- Opening Delimiter -

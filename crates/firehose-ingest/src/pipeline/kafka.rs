//! Kafka [`Publisher`] built on `rdkafka`.
//!
//! Uses a [`ThreadedProducer`], which polls librdkafka on its own thread so
//! delivery reports are handled without help from the ingestion loop.
//! `publish` only reports failures to enqueue locally. Failed deliveries are
//! counted by [`DeliveryLogger`] and reported through
//! [`Publisher::delivery_failures`].

use super::bus::Publisher;
use crate::{Error, Result};

use rdkafka::ClientConfig;
use rdkafka::ClientContext;
use rdkafka::error::{KafkaError, RDKafkaErrorCode};
use rdkafka::producer::{BaseRecord, DeliveryResult, Producer, ProducerContext, ThreadedProducer};
use rdkafka::util::Timeout;
use std::sync::Arc;
use std::sync::atomic::{AtomicU64, Ordering};
use std::time::Duration;

/// Kafka producer settings.
#[derive(Debug, Clone)]
pub struct KafkaConfig {
    /// Comma-separated bootstrap brokers.
    pub brokers: String,

    /// Destination topic.
    /// Default: "tweets"
    pub topic: String,

    /// Producer batching delay.
    /// Default: 50ms
    pub linger_ms: u32,

    /// Time librdkafka keeps retrying a message before reporting failure.
    /// Default: 30s
    pub message_timeout_ms: u32,

    /// Extra attempts when the local producer queue is full.
    /// Default: 1
    pub queue_full_retries: u32,

    /// Pause before retrying a full queue.
    /// Default: 500ms
    pub queue_full_wait: Duration,
}

impl Default for KafkaConfig {
    fn default() -> Self {
        Self {
            brokers: "redpanda:9092".to_string(),
            topic: "tweets".to_string(),
            linger_ms: 50,
            message_timeout_ms: 30_000,
            queue_full_retries: 1,
            queue_full_wait: Duration::from_millis(500),
        }
    }
}

impl KafkaConfig {
    /// Build the rdkafka client configuration.
    pub fn client_config(&self) -> ClientConfig {
        let mut config = ClientConfig::new();
        config.set("bootstrap.servers", &self.brokers);
        config.set("linger.ms", self.linger_ms.to_string());
        config.set("message.timeout.ms", self.message_timeout_ms.to_string());
        config
    }
}

/// Logs and counts failed deliveries reported by librdkafka.
#[derive(Debug, Default)]
pub struct DeliveryLogger {
    failed: Arc<AtomicU64>,
}

impl ClientContext for DeliveryLogger {}

impl ProducerContext for DeliveryLogger {
    type DeliveryOpaque = ();

    fn delivery(&self, result: &DeliveryResult<'_>, _opaque: Self::DeliveryOpaque) {
        if let Err((e, _message)) = result {
            self.failed.fetch_add(1, Ordering::Relaxed);
            metrics::counter!("bus_publish_errors_total").increment(1);
            tracing::warn!("Kafka delivery failed: {}", e);
        }
    }
}

/// Publishes raw event JSON to one Kafka topic.
pub struct KafkaPublisher {
    config: KafkaConfig,
    producer: ThreadedProducer<DeliveryLogger>,
    failed: Arc<AtomicU64>,
}

impl KafkaPublisher {
    /// Create the producer. Does not wait for the brokers to be reachable.
    pub fn new(config: KafkaConfig) -> Result<Self> {
        let failed = Arc::new(AtomicU64::new(0));
        let context = DeliveryLogger {
            failed: Arc::clone(&failed),
        };
        let producer: ThreadedProducer<DeliveryLogger> = config
            .client_config()
            .create_with_context(context)
            .map_err(|e| Error::Bus(format!("failed to create Kafka producer: {}", e)))?;

        tracing::info!(
            "Kafka forwarding enabled: brokers={} topic={}",
            config.brokers,
            config.topic
        );

        Ok(Self {
            config,
            producer,
            failed,
        })
    }

    pub fn topic(&self) -> &str {
        &self.config.topic
    }
}

impl Publisher for KafkaPublisher {
    async fn publish(&self, payload: Vec<u8>) -> Result<()> {
        let mut retries = 0;
        loop {
            let outcome = self
                .producer
                .send(BaseRecord::<(), [u8]>::to(&self.config.topic).payload(&payload))
                .map_err(|(e, _record)| e);

            match outcome {
                Ok(()) => return Ok(()),
                Err(KafkaError::MessageProduction(RDKafkaErrorCode::QueueFull))
                    if retries < self.config.queue_full_retries =>
                {
                    retries += 1;
                    tokio::time::sleep(self.config.queue_full_wait).await;
                }
                Err(e) => return Err(Error::Bus(e.to_string())),
            }
        }
    }

    fn flush(&self, timeout: Duration) -> Result<()> {
        self.producer
            .flush(Timeout::After(timeout))
            .map_err(|e| Error::Bus(format!("flush: {}", e)))
    }

    fn delivery_failures(&self) -> u64 {
        self.failed.load(Ordering::Relaxed)
    }
}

- Closing Delimiter -

If a line of the data includes the word "ClientContext", it counts; give how many lines do, as a bare number.

#### Answer below
2